SEOUL, South Korea -- North Korea accused the United States on Wednesday of adopting a "serpent" strategy to strangle the communist country after President Bush warned it would suffer isolation and economic hardship unless it abandons its nuclear ambitions.
Meanwhile, a South Korean presidential envoy returned from Pyongyang and said North Korean negotiators reaffirmed the dispute over their country's nuclear activity can only be solved through direct dialogue with the United States.
The envoy, Lim Dong-won, returned to Seoul after waiting in vain to meet North Korean leader Kim Jong Il.
Lim ruled out any quick solution to the nuclear dispute, saying it will be "a very long and gradual process."
In Washington, Bush said in his State of the Union speech, heard in Asia early Wednesday, that the United States and other countries would not be "blackmailed" into granting concessions to North Korea by its nuclear weapons development.
North Korea did not respond directly to Bush's speech. But soon after it was delivered, the North's official news agency, KCNA, released a commentary saying Washington was using the dispute as a pretext to destroy the communist country.
"This strategy is also dubbed a 'serpent' strategy, as it is to be carried out in the way a serpent does, i.e., swallowing up the object after strangling it," KCNA said.

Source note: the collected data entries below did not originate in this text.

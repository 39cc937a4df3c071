//! cbind driver.
//!
//! Runs the whole pipeline for one project:
//!
//! ```text
//! project.json ──► CHeaderParser ──► Translator::learn ──► cbind_gen::generate
//!                                                                │
//!                                  <package>.go, <package>_helpers.{go,c} ◄── format
//! ```
//!
//! Nothing is written unless parsing, learning and generation all succeed.
//! Output files are staged as temporaries in the output directory and moved
//! into place together; a failed move removes the files already moved.

mod config;
mod error;

use std::fs;
use std::io::{self, Write};
use std::path::{Path, PathBuf};
use std::sync::Once;

use cbind_gen::{format_or_raw, Artifacts, NoopFormatter, SourceFormatter};
use cbind_parse::{CHeaderParser, HeaderParser};
use cbind_translate::{Severity, Translator};
use tempfile::NamedTempFile;

pub use config::{ParserSection, ProjectConfig};
pub use error::DriverError;

/// Where and how a run writes its output.
pub struct RunOptions {
    pub out_dir: PathBuf,
    /// `None` writes generated sources as they are.
    pub formatter: Option<Box<dyn SourceFormatter>>,
}

impl RunOptions {
    pub fn new(out_dir: impl Into<PathBuf>) -> Self {
        RunOptions {
            out_dir: out_dir.into(),
            formatter: None,
        }
    }

    #[must_use]
    pub fn with_formatter(mut self, formatter: impl SourceFormatter + 'static) -> Self {
        self.formatter = Some(Box::new(formatter));
        self
    }
}

/// Parse, translate and generate; returns the written files in order.
pub fn run(project: &ProjectConfig, options: &RunOptions) -> Result<Vec<PathBuf>, DriverError> {
    let tree = CHeaderParser::new(project.parser_config()).parse()?;
    let mut translator = Translator::new(&project.translator)?;
    translator.learn(&tree)?;
    for diagnostic in translator.diagnostics() {
        match diagnostic.severity {
            Severity::Warning => tracing::warn!(raw = %diagnostic.raw, "{}", diagnostic.message),
            Severity::Skipped => tracing::info!(raw = %diagnostic.raw, "skipped: {}", diagnostic.message),
        }
    }

    let artifacts = cbind_gen::generate(translator.model(), &project.generator)?;
    let units = units(&project.generator.package, artifacts);

    let formatter: &dyn SourceFormatter = match &options.formatter {
        Some(formatter) => formatter.as_ref(),
        None => &NoopFormatter,
    };
    fs::create_dir_all(&options.out_dir).map_err(|source| DriverError::Write {
        path: options.out_dir.clone(),
        source,
    })?;
    let mut staged = Vec::with_capacity(units.len());
    for (name, source) in units {
        let path = options.out_dir.join(name);
        let source = format_or_raw(formatter, &path, source);
        let file = stage(&options.out_dir, &source).map_err(|source| DriverError::Write {
            path: path.clone(),
            source,
        })?;
        staged.push((file, path));
    }
    let written = commit(staged)?;
    tracing::info!(files = written.len(), out = %options.out_dir.display(), "wrote bindings");
    Ok(written)
}

/// Load `config` and run it.
pub fn run_file(config: &Path, options: &RunOptions) -> Result<Vec<PathBuf>, DriverError> {
    let project = ProjectConfig::load(config)?;
    run(&project, options)
}

/// Output files with their contents; empty helper files are dropped.
fn units(package: &str, artifacts: Artifacts) -> Vec<(String, Vec<u8>)> {
    let mut units = vec![(format!("{package}.go"), artifacts.primary)];
    if !artifacts.host_helpers.is_empty() {
        units.push((format!("{package}_helpers.go"), artifacts.host_helpers));
    }
    if !artifacts.shim_helpers.is_empty() {
        units.push((format!("{package}_helpers.c"), artifacts.shim_helpers));
    }
    units
}

/// Write `contents` to a temporary file in `dir`.
fn stage(dir: &Path, contents: &[u8]) -> io::Result<NamedTempFile> {
    let mut file = tempfile::Builder::new().prefix(".cbind").tempfile_in(dir)?;
    #[cfg(unix)]
    {
        use std::os::unix::fs::PermissionsExt;
        file.as_file().set_permissions(fs::Permissions::from_mode(0o644))?;
    }
    file.write_all(contents)?;
    Ok(file)
}

/// Move staged files into place. On failure, files already moved are removed
/// and the remaining temporaries are deleted when dropped.
fn commit(staged: Vec<(NamedTempFile, PathBuf)>) -> Result<Vec<PathBuf>, DriverError> {
    let mut written: Vec<PathBuf> = Vec::with_capacity(staged.len());
    for (file, path) in staged {
        tracing::debug!(path = %path.display(), "writing");
        if let Err(err) = file.persist(&path) {
            for done in &written {
                if let Err(cleanup) = fs::remove_file(done) {
                    tracing::warn!(path = %done.display(), %cleanup, "cannot remove partial output");
                }
            }
            return Err(DriverError::Write {
                path,
                source: err.error,
            });
        }
        written.push(path);
    }
    Ok(written)
}

static TRACING_INIT: Once = Once::new();

/// Install the global subscriber.
///
/// Reads `RUST_LOG`, defaulting to `warn`. Set `CBIND_LOG_TREE=1` for
/// indented, span-structured output. Safe to call more than once.
pub fn init_tracing() {
    TRACING_INIT.call_once(|| {
        use tracing_subscriber::{fmt, prelude::*, EnvFilter};

        let filter = EnvFilter::try_from_default_env().unwrap_or_else(|_| EnvFilter::new("warn"));
        let tree = std::env::var_os("CBIND_LOG_TREE").is_some();
        let registry = tracing_subscriber::registry().with(filter);
        if tree {
            registry
                .with(tracing_tree::HierarchicalLayer::new(2).with_targets(true))
                .init();
        } else {
            registry
                .with(
                    fmt::layer()
                        .with_target(true)
                        .with_level(true)
                        .with_writer(std::io::stderr),
                )
                .init();
        }
    });
}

While calling for talks with Washington, North Korea accuses the United States of planning to launch a nuclear attack on the communist state and trying to stifle it through economic and political pressure.
Hoped to meet leader
Lim had hoped to meet with Northern leader Kim Jong Il to try to dissuade him from pursuing nuclear weapons development. But North Korean officials said Kim was not in the capital when Lim visited.
Lim delivered a letter from South Korean President Kim Dae-jung to the Northern leader through aides. In the letter, Kim Dae-jung urged the North to resolve suspicions it was developing nuclear weapons and renounce nuclear ambitions in order to resume dialogue with Washington, Lim said.
Through his aide, Kim Jong Il thanked the South Korean leader "for the warm advice and recommendations, and said he would study them carefully," Lim said.
Lim did achieve a smaller goal: He said the two sides agreed to open a cross-border railway link next month, the first since before the 1950-53 Korean War.
The neighbors also agreed to open a road on their eastern border early next month to allow Hyundai, a South Korean conglomerate, to take tourists to the North's Diamond Mountain.
In a separate report, KCNA also quoted two North Korean newspapers -- Rodong Sinmun and Minju Joson -- as claiming the United States keeps 1,000 nuclear weapons in South Korea and demanding their withdrawal.
There have been no such reports in recent years. Washington traditionally maintains a "neither-confirm-nor-deny" policy about movement of its nuclear weapons.
In his speech, Bush said the United States is working with South Korea, Japan, China and Russia "to find a peaceful solution" to the nuclear standoff, "and to show the North Korea government that nuclear weapons will bring only isolation, economic stagnation and continued hardship."
'Oppressive regime'
Bush described Kim Jong Il's government as an "oppressive regime" that "rules a people living in fear and starvation."
North Korea is demanding a nonaggression treaty with the United States before it gives up its nuclear programs. Washington has ruled out a formal treaty, but said it can provide a written security guarantee. Washington wants to bring the North's nuclear issue before the U.N. Security Council, which could eventually impose sanctions on Pyongyang.
South Korean officials said its delegation achieved "some degree of success" after conveying its anti-nuclear position clearly to North Korea while hearing the North's response. The delegation met Kim Yong Nam, the North's ceremonial head of state and No. 2 leader, and other top strategists.
The nuclear dispute was sparked in October when U.S. officials said North Korea had admitted having a nuclear program in violation of a 1994 agreement. Washington and its allies suspended oil shipments to North Korea -- which in turn expelled U.N. nuclear inspectors and pulled out of a global nuclear arms control treaty.